CU2030 schrijft dat als de zomervakantie voorbij is het college de gemeenteraad zal informeren over de uitwerking van de uitspraak van de Raad van State en de financiële gevolgen ervan.
7 Reacties
ReagerenIk snap niet waarom dat viaduct bij de Van Sijpestijnkade vertraging op zou leveren voor de Uithoflijn, want De uithoflijn loopt vanaf Utrecht CS aan de oostkant van het spoor naar de Uithof. En loopt dus helemaal niet over dit viaduct en het Westplein….
Dat is dacht ik alleen noodzakelijk voor de verbinding met de bestaande tramlijn naar Nieuwegein & Ijsselstein….
@Ronald van Voorthuizen:
Als de trams niet naar de remise in Nieuwegein kunnen voor reparaties en onderhoud kan je de lijn dus niet in gebruik nemen….
@Ronald
Ik denk dat er op CS straks te weinig opstelruimte is voor de trams, en misschien ook gelegenheid om te keren. Misschien dat die nog gevonden kan worden,
@ronald, de Uithoftrams gaan ook gebruik maken van de remise in Nieuwegein voor stalling en onderhoud, dus daar moeten ze dan wel naartoe kunnen.

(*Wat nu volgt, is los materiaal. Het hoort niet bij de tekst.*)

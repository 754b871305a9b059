//! Strict parser for Uniform Resource Identifiers as defined by RFC 3986.
//!
//! # Overview
//!
//! A URI is decomposed into its five components, validated against the
//! RFC 3986 grammar:
//!
//! ```text
//!   foo://user@example.com:8042/over/there?name=ferret#nose
//!   \_/   \__________________/\_________/ \_________/ \__/
//!    |             |              |            |        |
//! scheme       authority        path         query   fragment
//! ```
//!
//! Parsing is a single left-to-right pass. On failure the [`ParseError`]
//! names the first grammar violation and the byte offset where it was found.
//!
//! # Quick Start
//!
//! ```rust
//! use rfc3986_uri::{parse, ParseErrorKind};
//!
//! let uri = parse("telnet://192.0.2.16:80/").unwrap();
//! assert_eq!(uri.scheme(), "telnet");
//! let authority = uri.authority().unwrap();
//! assert_eq!(authority.host(), "192.0.2.16");
//! assert_eq!(authority.port(), Some(80));
//! assert_eq!(uri.path(), "/");
//!
//! // Schemes without an authority keep the whole scheme-specific part as path
//! let uri = parse("tel:+1-816-555-1212").unwrap();
//! assert!(uri.authority().is_none());
//! assert_eq!(uri.path(), "+1-816-555-1212");
//!
//! let err = parse("http").unwrap_err();
//! assert_eq!(err.kind, ParseErrorKind::IncompleteScheme);
//! assert_eq!(err.description(), "Incomplete scheme.");
//! ```
//!
//! # Relative References
//!
//! [`parse`] requires a scheme. Relative references such as `../a?b` are
//! accepted only through [`parse_reference`], which returns a [`UriRef`].
//!
//! # Choices Beyond the Grammar
//!
//! | Aspect | Behavior |
//! |--------|----------|
//! | Port | Bounded to 0-65535; larger values fail with `PortOutOfRange` |
//! | Empty port (`host:`) | Reported as no port |
//! | Case | Only the scheme is lowercased |
//! | IPv6 literal | Stored with brackets; `IPvFuture` and zone IDs are rejected |
//! | Empty host (`file:///x`) | Accepted as an empty registered name |
//! | Percent-encoding | Validated, never decoded in place |

#![deny(missing_docs)]
#![deny(clippy::all)]
#![deny(clippy::pedantic)]
#![allow(clippy::module_name_repetitions)]

mod authority;
mod chars;
mod config;
mod constants;
mod cursor;
mod error;
mod fragment;
mod host;
#[cfg(kani)]
mod kani_impls;
mod parser;
mod path;
mod percent;
pub mod prelude;
mod query;
mod reference;
mod scheme;
mod uri;

pub use authority::Authority;
pub use chars::{is_gen_delim, is_hexdig, is_reserved, is_sub_delim, is_unreserved};
pub use config::ParserConfig;
pub use constants::{DEFAULT_MAX_LENGTH, MAX_PORT, default_port};
pub use error::{ParseError, ParseErrorKind};
pub use fragment::Fragment;
pub use host::HostKind;
pub use path::Path;
pub use percent::percent_decode;
pub use query::Query;
pub use reference::{RelativeRef, UriRef};
pub use scheme::Scheme;
pub use uri::Uri;

/// Parses an absolute URI.
///
/// Equivalent to [`Uri::parse`].
///
/// # Errors
///
/// Returns the first grammar violation found scanning left to right.
pub fn parse(input: &str) -> Result<Uri, ParseError> {
    Uri::parse(input)
}

/// Parses a URI or a relative reference.
///
/// Equivalent to [`UriRef::parse`].
///
/// # Errors
///
/// Returns the first grammar violation found scanning left to right.
pub fn parse_reference(input: &str) -> Result<UriRef, ParseError> {
    UriRef::parse(input)
}
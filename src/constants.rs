//! Constants for URI validation.

/// Largest accepted port number.
///
/// RFC 3986 puts no ceiling on `*DIGIT`; ports are bounded to the TCP/UDP range.
pub const MAX_PORT: u16 = u16::MAX;

/// Suggested input length limit for [`ParserConfig::with_max_length`](crate::ParserConfig::with_max_length).
///
/// Matches the common interoperability limit for URIs in HTTP implementations.
pub const DEFAULT_MAX_LENGTH: usize = 8000;

/// Well-known default ports, keyed by lowercase scheme.
pub(crate) const DEFAULT_PORTS: &[(&str, u16)] = &[
    ("ftp", 21),
    ("http", 80),
    ("https", 443),
    ("ldap", 389),
    ("ldaps", 636),
    ("ssh", 22),
    ("telnet", 23),
    ("ws", 80),
    ("wss", 443),
];

/// Returns the well-known default port for a lowercase scheme.
#[must_use]
pub fn default_port(scheme: &str) -> Option<u16> {
    DEFAULT_PORTS
        .iter()
        .find(|(name, _)| *name == scheme)
        .map(|&(_, port)| port)
}
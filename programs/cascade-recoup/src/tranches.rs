use anchor_lang::prelude::*;

use crate::{constants::PERCENTAGE_SCALE, errors::ErrorCode};

/// One waterfall tranche as supplied by the caller: the recipients that
/// share the tranche and their fixed-point percent allocations.
#[derive(AnchorSerialize, AnchorDeserialize, Clone, Debug)]
pub struct TrancheInput {
    pub recipients: Vec<Pubkey>,
    pub percent_allocations: Vec<u32>,
}

/// Resolved payout target for one tranche.
///
/// A single-recipient tranche passes its address straight through to the
/// waterfall with no sub-call; anything larger gets a freshly created split.
#[derive(Debug, Clone, Copy, PartialEq, Eq)]
pub enum PayoutTarget<'a> {
    PassThrough(Pubkey),
    NewSplit {
        recipients: &'a [Pubkey],
        percent_allocations: &'a [u32],
    },
}

/// Validates every tranche and decides pass-through vs new split.
///
/// Single index-ascending pass with no effects: the lowest-index violation
/// is the one reported, and nothing is created until the whole input has
/// been accepted. Per-tranche allocation sums, recipient bounds, and
/// threshold ordering are the factories' contracts, not checked here.
pub fn plan_payout_targets<'a>(
    tranches: &'a [TrancheInput],
    non_waterfall_recipient: &Pubkey,
    non_waterfall_recipient_tranche_index: Option<u8>,
) -> std::result::Result<Vec<PayoutTarget<'a>>, ErrorCode> {
    let mut targets = Vec::with_capacity(tranches.len());

    for (i, tranche) in tranches.iter().enumerate() {
        if tranche.recipients.len() != tranche.percent_allocations.len() {
            msg!(
                "tranche {}: {} recipients vs {} allocations",
                i,
                tranche.recipients.len(),
                tranche.percent_allocations.len()
            );
            return Err(ErrorCode::TrancheRecipientsAndAllocationsMismatch);
        }

        match tranche.recipients.as_slice() {
            [] => {
                msg!("tranche {}: no recipients", i);
                return Err(ErrorCode::EmptyTranche);
            }
            [single] => {
                let allocation = tranche.percent_allocations[0];
                if allocation != PERCENTAGE_SCALE {
                    msg!("tranche {}: single recipient allocated {}", i, allocation);
                    return Err(ErrorCode::SingleRecipientAllocationNotFull);
                }
                targets.push(PayoutTarget::PassThrough(*single));
            }
            _ => targets.push(PayoutTarget::NewSplit {
                recipients: &tranche.recipients,
                percent_allocations: &tranche.percent_allocations,
            }),
        }
    }

    if let Some(index) = non_waterfall_recipient_tranche_index {
        if usize::from(index) >= tranches.len() {
            msg!(
                "non-waterfall recipient tranche index {} with {} tranches",
                index,
                tranches.len()
            );
            return Err(ErrorCode::NonWaterfallRecipientIndexTooLarge);
        }
        if *non_waterfall_recipient != Pubkey::default() {
            return Err(ErrorCode::NonWaterfallRecipientSetTwice);
        }
    }

    Ok(targets)
}
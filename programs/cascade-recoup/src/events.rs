use anchor_lang::prelude::*;

#[event]
pub struct ProtocolConfigCreated {
    pub authority: Pubkey,
    pub split_factory: Pubkey,
    pub waterfall_factory: Pubkey,
    pub timestamp: i64,
}

#[event]
pub struct RecoupCreated {
    pub waterfall: Pubkey,
    pub mint: Pubkey,
    pub non_waterfall_recipient: Pubkey,
    pub tranche_count: u8,
    pub split_count: u8,
    pub timestamp: i64,
}
//! Wire interface to the two factory programs the composer drives.
//!
//! Both factories are Anchor programs; instructions are addressed by their
//! global sighash and arguments are borsh-encoded. The composer never reads
//! factory state: it derives the addresses the factories will create and
//! verifies the caller supplied the same accounts.

use anchor_lang::{
    prelude::*,
    solana_program::{
        instruction::{AccountMeta, Instruction},
        program::invoke,
        program_error::ProgramError,
    },
    system_program,
};
use solana_program::hash::{hashv, Hash};

/// Anchor global instruction discriminator: sha256("global:<name>")[..8]
fn sighash(name: &str) -> [u8; 8] {
    let digest = hashv(&[b"global:", name.as_bytes()]);
    let mut discriminator = [0u8; 8];
    discriminator.copy_from_slice(&digest.to_bytes()[..8]);
    discriminator
}

pub mod split {
    use super::*;

    pub const SEED: &[u8] = b"split";

    /// Arguments for the split factory's `create_split` instruction.
    ///
    /// A split with `controller == Pubkey::default()` is immutable; the
    /// factory rejects re-creating an immutable split that already exists.
    #[derive(AnchorSerialize, AnchorDeserialize, Clone, Debug)]
    pub struct CreateSplit {
        pub recipients: Vec<Pubkey>,
        pub percent_allocations: Vec<u32>,
        pub distributor_fee: u32,
        pub controller: Pubkey,
    }

    /// Content hash of the split tuple. The factory seeds the split PDA
    /// with this hash, so one tuple always resolves to one address.
    pub fn params_hash(
        recipients: &[Pubkey],
        percent_allocations: &[u32],
        distributor_fee: u32,
        controller: &Pubkey,
    ) -> Hash {
        let mut data =
            Vec::with_capacity(recipients.len() * 32 + percent_allocations.len() * 4 + 36);
        for recipient in recipients {
            data.extend_from_slice(recipient.as_ref());
        }
        for allocation in percent_allocations {
            data.extend_from_slice(&allocation.to_le_bytes());
        }
        data.extend_from_slice(&distributor_fee.to_le_bytes());
        data.extend_from_slice(controller.as_ref());
        hashv(&[data.as_slice()])
    }

    pub fn derive(split_factory: &Pubkey, params_hash: &Hash) -> (Pubkey, u8) {
        Pubkey::find_program_address(&[SEED, params_hash.as_ref()], split_factory)
    }

    pub fn build_create_split(
        split_factory: &Pubkey,
        split: &Pubkey,
        payer: &Pubkey,
        args: &CreateSplit,
    ) -> Result<Instruction> {
        let mut data = sighash("create_split").to_vec();
        args.serialize(&mut data)
            .map_err(|_| ProgramError::InvalidInstructionData)?;

        Ok(Instruction {
            program_id: *split_factory,
            accounts: vec![
                AccountMeta::new(*split, false),
                AccountMeta::new(*payer, true),
                AccountMeta::new_readonly(system_program::ID, false),
            ],
            data,
        })
    }

    pub fn create_split<'info>(
        split_factory: &AccountInfo<'info>,
        split: &AccountInfo<'info>,
        payer: &AccountInfo<'info>,
        system_program: &AccountInfo<'info>,
        args: &CreateSplit,
    ) -> Result<()> {
        let instruction =
            build_create_split(&split_factory.key(), &split.key(), &payer.key(), args)?;
        invoke(
            &instruction,
            &[split.clone(), payer.clone(), system_program.clone()],
        )?;
        Ok(())
    }
}

pub mod waterfall {
    use super::*;

    pub const SEED: &[u8] = b"waterfall";

    /// Arguments for the waterfall factory's `create_waterfall_module`
    /// instruction.
    ///
    /// Factory contract: `thresholds.len() == recipients.len() - 1`, with
    /// the last recipient as the uncapped residual tranche, and thresholds
    /// strictly increasing. A nominated tranche index is resolved to that
    /// tranche's recipient by the factory; passing both a non-zero recipient
    /// and an index is rejected there as well.
    #[derive(AnchorSerialize, AnchorDeserialize, Clone, Debug)]
    pub struct CreateWaterfallModule {
        pub token: Pubkey,
        pub non_waterfall_recipient: Pubkey,
        pub non_waterfall_recipient_tranche_index: Option<u8>,
        pub recipients: Vec<Pubkey>,
        pub thresholds: Vec<u64>,
    }

    pub fn derive(waterfall_factory: &Pubkey, unique_id: &Pubkey) -> (Pubkey, u8) {
        Pubkey::find_program_address(&[SEED, unique_id.as_ref()], waterfall_factory)
    }

    pub fn build_create_waterfall_module(
        waterfall_factory: &Pubkey,
        waterfall: &Pubkey,
        unique_id: &Pubkey,
        payer: &Pubkey,
        args: &CreateWaterfallModule,
    ) -> Result<Instruction> {
        let mut data = sighash("create_waterfall_module").to_vec();
        args.serialize(&mut data)
            .map_err(|_| ProgramError::InvalidInstructionData)?;

        Ok(Instruction {
            program_id: *waterfall_factory,
            accounts: vec![
                AccountMeta::new(*waterfall, false),
                AccountMeta::new_readonly(*unique_id, false),
                AccountMeta::new(*payer, true),
                AccountMeta::new_readonly(system_program::ID, false),
            ],
            data,
        })
    }

    pub fn create_waterfall_module<'info>(
        waterfall_factory: &AccountInfo<'info>,
        waterfall: &AccountInfo<'info>,
        unique_id: &AccountInfo<'info>,
        payer: &AccountInfo<'info>,
        system_program: &AccountInfo<'info>,
        args: &CreateWaterfallModule,
    ) -> Result<()> {
        let instruction = build_create_waterfall_module(
            &waterfall_factory.key(),
            &waterfall.key(),
            &unique_id.key(),
            &payer.key(),
            args,
        )?;
        invoke(
            &instruction,
            &[
                waterfall.clone(),
                unique_id.clone(),
                payer.clone(),
                system_program.clone(),
            ],
        )?;
        Ok(())
    }
}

Dat de overheid in het maatschappelijke leven – vraag ondernemers er maar eens naar – vaak ‘hindermacht’ nummer één is, en dit dan op Kafka-achtige gronden, is bekend.
Maar dat dit nu ook van toepassing blijkt op een project dat zowel het algemeen belang dient als, specifiek, het oplossen van het probleem van enorme reizigersstromen in de openbare ruimte rond Utrecht Centraal? Brrrr… Mesjogge dus, maar dan ook totaal.
@rob van der hilst: het is hier een uitspraak van de RvS die hier de boel vertraagd. Niet ‘de overheid’.
De procedure is aangespannen door het hotel dat aan het Westplein is gelegen. De Raad van State overwoog op 13 maart als volgt:
3.1. [appellante] is eigenaar dan wel exploitant van het [hotel], gelegen aan het Westplein, grenzend aan het plangebied. Zij richt zich met name tegen het in het plan voorziene HOV-viaduct en zij voert daartoe verscheidene gronden aan. Zo vreest zij dat de aanleg van het HOV-viaduct tot grote overlast en schade voor haar zal leiden. Ook betoogt zij dat een onevenredige belangenafweging heeft plaatsgevonden, dat het plan in strijd is met de rechtszekerheid, dat het plan financieel niet uitvoerbaar is en dat de planregels innerlijk tegenstrijdig zijn.
Het is gebruikelijk dat ‘planschade’ als gevolg van een RO plan voor vergoeding in aanmerking komt. Wikipedia:
Planschade
Planschade is de vermogensschade (waardevermindering van onroerende zaken) of inkomensschade die ontstaat na wijziging van de planologie.
De vermogens- of inkomensschade wordt bepaald door de maximale invulling van de oude planologie en de maximale invulling van de nieuwe planologie te vergelijken. Na deze vergelijking kan bepaald worden of er per saldo sprake is van een planologische verslechtering. Aan de hand van criteria uit de jurisprudentie bepaalt een onafhankelijke deskundige de waardevermindering of de geleden inkomensschade als gevolg van de planologische situatie. Op basis hiervan kan een planschadevergoeding worden toegewezen.
Het is onbegrijpelijk dat de planschade in deze zin nog niet is vastgesteld. Aan wie ligt dat? Aan de gemeente of aan het Park Plaza Hotel?
Als Park Plaza te veel geld eist, en daar kun in zo’n geval standaard vanuit gaan, dan wordt het procesrecht misbruikt om de gemeente schaak mat te zetten.
De Utrechtse burgers moeten er op kunnen vertrouwen dat alle partijen waar de gemeente mee te maken heeft hun zorgplicht jegens de burgers onderkennen en stoppen met het maken van misbruik.